Do you think your experiences during the coronavirus outbreak will change your approach to your business or working life?
Yes, this experience of having all of my resources such as gyms/ community centres such down has shown me that as a business we must become more self sufficient and have more control over our platforms. That way if there was ever to be another pandemic we would already have all our own resources in place. It felt like quite a panic having to suddenly promote every single day on Instagram — there was one point where we were posting over 30 times a day across our accounts to ensure we were remaining visible at the peak of people’s attention on social media.
Do you think your experiences during the coronavirus outbreak will have an impact on your relationship with money?

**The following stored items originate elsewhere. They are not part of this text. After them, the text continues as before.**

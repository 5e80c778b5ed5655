use uuid::Uuid;

use super::error::ClientError;
use super::identity::DisconnectReason;

// ---------------------------------------------------------------------------
// GameEvent
// ---------------------------------------------------------------------------

/// Lifecycle and chat notifications emitted by a [`crate::GameSession`],
/// in the order the client observes them.
#[derive(Debug, Clone, PartialEq)]
pub enum GameEvent {
    // ---
    /// Credentials accepted; the world is not loaded yet.
    Login,

    /// The bot is in the world. The session is live from here on.
    Spawned,

    /// Server-initiated disconnect. Usually followed by `Ended`.
    Kicked {
        reason: DisconnectReason,
        /// Whether the kick happened after a successful login.
        logged_in: bool,
    },

    /// The connection is gone, for any reason. Always the last event.
    Ended { reason: String },

    /// Transport or auth failure. Usually followed by `Ended`.
    Error(ClientError),

    /// Player chat.
    Chat { sender: String, text: String },

    /// Rendered server message.
    ServerMessage { text: String, position: ChatPosition },
}

// ---

#[derive(Debug, Clone, Copy, PartialEq, Eq)]
pub enum ChatPosition {
    // ---
    Chat,
    System,
    ActionBar,
}

// ---------------------------------------------------------------------------
// SessionEvent
// ---------------------------------------------------------------------------

/// A [`GameEvent`] tagged with the id of the session that produced it, so a
/// consumer can discard events from sessions it has already let go of.
#[derive(Debug, Clone, PartialEq)]
pub struct SessionEvent {
    // ---
    pub session_id: Uuid,
    pub event: GameEvent,
}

Yes, firstly pre-outbreak I was spending way too much of it on things that really were non-essential. Secondly, I now see money as a tool that needs to be used for long-term gain not short-term. Ever since the lockdown started, I’ve been thinking more about investments and residual income because if I had an abundance of both of these, I wouldn’t have felt as insecure about finances when the lockdown hit. Lastly, financial literacy. It’s only during this period that I’ve had time to actually research more about financial opportunities such as grants, loans, investments and interest rates.
While money is important in keeping our businesses and personal lives thriving, I’ve also realised that it’s not everything. No matter how much wealth you acquire you can never buy health and after surviving my first ever (and hopefully last) global pandemic, I have truly learned that money is not everything. It’s important to enjoy life as much as possible whilst you have it.